Toplumda kabul görmek ve var olmak için kadınların önüne konulan kurallar yığınının altında ezilmek; eş sevgili çocuk anne olarak üstlendiğimiz farklı kimliklere yüklenen tanımlar ve beklentiler arasında yok olmak istemiyoruz. Tek isteğimiz var. Kişi özgürlüğünü esas alan zihniyetin kadınlar için çalışır hale gelmesi ve eşitlik ilkesine saygı.
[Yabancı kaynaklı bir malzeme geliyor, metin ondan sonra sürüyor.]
//! Two-phase upload orchestration against the platform backend.
//!
//! Both protocols share the same shape: request a signed write target, PUT
//! the raw bytes to it, then resolve an identifier (a public URL for
//! resources, a provider video id for videos) from whichever response
//! carried it. A failure in either phase leaves the document untouched; the
//! caller retries by invoking the upload again.

use std::collections::HashSet;
use std::sync::{Arc, LazyLock, Mutex};

use regex::Regex;
use serde::Serialize;
use tracing::warn;

use crate::error::AppError;
use crate::models::VideoRef;
use crate::platform::PlatformClient;

static URL_PATTERN: LazyLock<Regex> =
    LazyLock::new(|| Regex::new(r#"https?://[^\s"]+"#).unwrap());

// Best-effort fallback for backends that only echo the id inside the direct
// write response. The structured `videoId` field always wins when present.
static VIDEO_ID_PATTERN: LazyLock<Regex> =
    LazyLock::new(|| Regex::new(r#"videoId":"([^"]+)"#).unwrap());

pub fn scrape_url(body: &str) -> Option<String> {
    URL_PATTERN.find(body).map(|m| m.as_str().to_string())
}

pub fn scrape_video_id(body: &str) -> Option<String> {
    VIDEO_ID_PATTERN
        .captures(body)
        .and_then(|c| c.get(1))
        .map(|m| m.as_str().to_string())
}

pub struct ResourceUploader {
    platform: Arc<dyn PlatformClient>,
}

impl ResourceUploader {
    pub fn new(platform: Arc<dyn PlatformClient>) -> Self {
        Self { platform }
    }

    /// Runs the two-phase protocol and returns the final accessible URL.
    pub async fn upload(
        &self,
        filename: &str,
        mime: &str,
        bytes: Vec<u8>,
    ) -> Result<String, AppError> {
        let target = self
            .platform
            .resource_upload_target(filename, mime)
            .await
            .map_err(|e| {
                warn!("resource upload-url issuance failed: {}", e);
                AppError::UploadFailed("Resource upload failed".to_string())
            })?;

        let body = self
            .platform
            .put_object(&target.upload_url, bytes, mime)
            .await
            .map_err(|e| {
                warn!("resource direct write failed: {}", e);
                AppError::UploadFailed("Resource upload failed".to_string())
            })?;

        target
            .url
            .or_else(|| scrape_url(&body))
            .ok_or_else(|| AppError::UploadFailed("Resource URL not returned".to_string()))
    }
}

pub struct VideoUploader {
    platform: Arc<dyn PlatformClient>,
}

impl VideoUploader {
    pub fn new(platform: Arc<dyn PlatformClient>) -> Self {
        Self { platform }
    }

    /// Runs the two-phase protocol for a lecture video. An upload whose id
    /// cannot be resolved from either response still succeeds, yielding the
    /// pending sentinel for later reconciliation.
    pub async fn upload(
        &self,
        filename: &str,
        mime: &str,
        bytes: Vec<u8>,
    ) -> Result<VideoRef, AppError> {
        let target = self
            .platform
            .video_upload_target(filename, mime)
            .await
            .map_err(|e| {
                warn!("video upload-url issuance failed: {}", e);
                AppError::UploadFailed("Video upload failed".to_string())
            })?;

        let body = self
            .platform
            .put_object(&target.upload_url, bytes, mime)
            .await
            .map_err(|e| {
                warn!("video direct write failed: {}", e);
                AppError::UploadFailed("Video upload failed".to_string())
            })?;

        match target.video_id.or_else(|| scrape_video_id(&body)) {
            Some(id) => Ok(VideoRef::Resolved(id)),
            None => {
                warn!("video id not resolved for '{}', marking pending", filename);
                Ok(VideoRef::Pending)
            }
        }
    }
}

/// Addresses a lecture by position in the current document.
#[derive(Debug, Clone, Copy, PartialEq, Eq, Hash, Serialize)]
#[serde(rename_all = "camelCase")]
pub struct LecturePath {
    pub section: usize,
    pub lecture: usize,
}

/// Transient upload-in-progress state, kept out of the persisted document so
/// a stuck flag can never outlive the process. One entry per lecture; there
/// is no global lock, so unrelated lectures upload concurrently.
#[derive(Default)]
pub struct UploadTracker {
    active: Mutex<HashSet<LecturePath>>,
}

impl UploadTracker {
    /// Registers an in-flight upload. Returns false when that lecture
    /// already has one, in which case the caller must not start another.
    pub fn begin(&self, path: LecturePath) -> bool {
        self.active.lock().unwrap().insert(path)
    }

    pub fn finish(&self, path: LecturePath) {
        self.active.lock().unwrap().remove(&path);
    }

    pub fn is_active(&self, path: LecturePath) -> bool {
        self.active.lock().unwrap().contains(&path)
    }

    pub fn active_paths(&self) -> Vec<LecturePath> {
        let mut paths: Vec<_> = self.active.lock().unwrap().iter().copied().collect();
        paths.sort_by_key(|p| (p.section, p.lecture));
        paths
    }
}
Kadınların yetişkin dönemde yaşadığı sorunların temelinde sıklıkla hem kendilerinin hem de hayatlarını paylaştıkları erkeklerin annelerinden taşınmış izleri görüyoruz. Bu hoyrat düzen içerisinde kilitlenmiş annelerimiz çoğu zaman konfor alanını oluşturmak veya korumak için eril tavrın temsilcisi oluyorlar. Kız çocuklarının üzerinde yetişkin bir kadın olduktan sonra bile devam eden baskı silsilesinin temeli ne yazık ki annelerimiz tarafından atılmaya başlanıyor. "Anne Gölgesi" aynı izleri bir gelenek gibi sonraki nesle aktarmak istemeyen kırk üç kadın kaleminin haykırışıdır.
Bu kitap ile bizi gördüğünüz ve kız çocuklarımızın eğitimine katkı sağladığınız için teşekkür ederiz.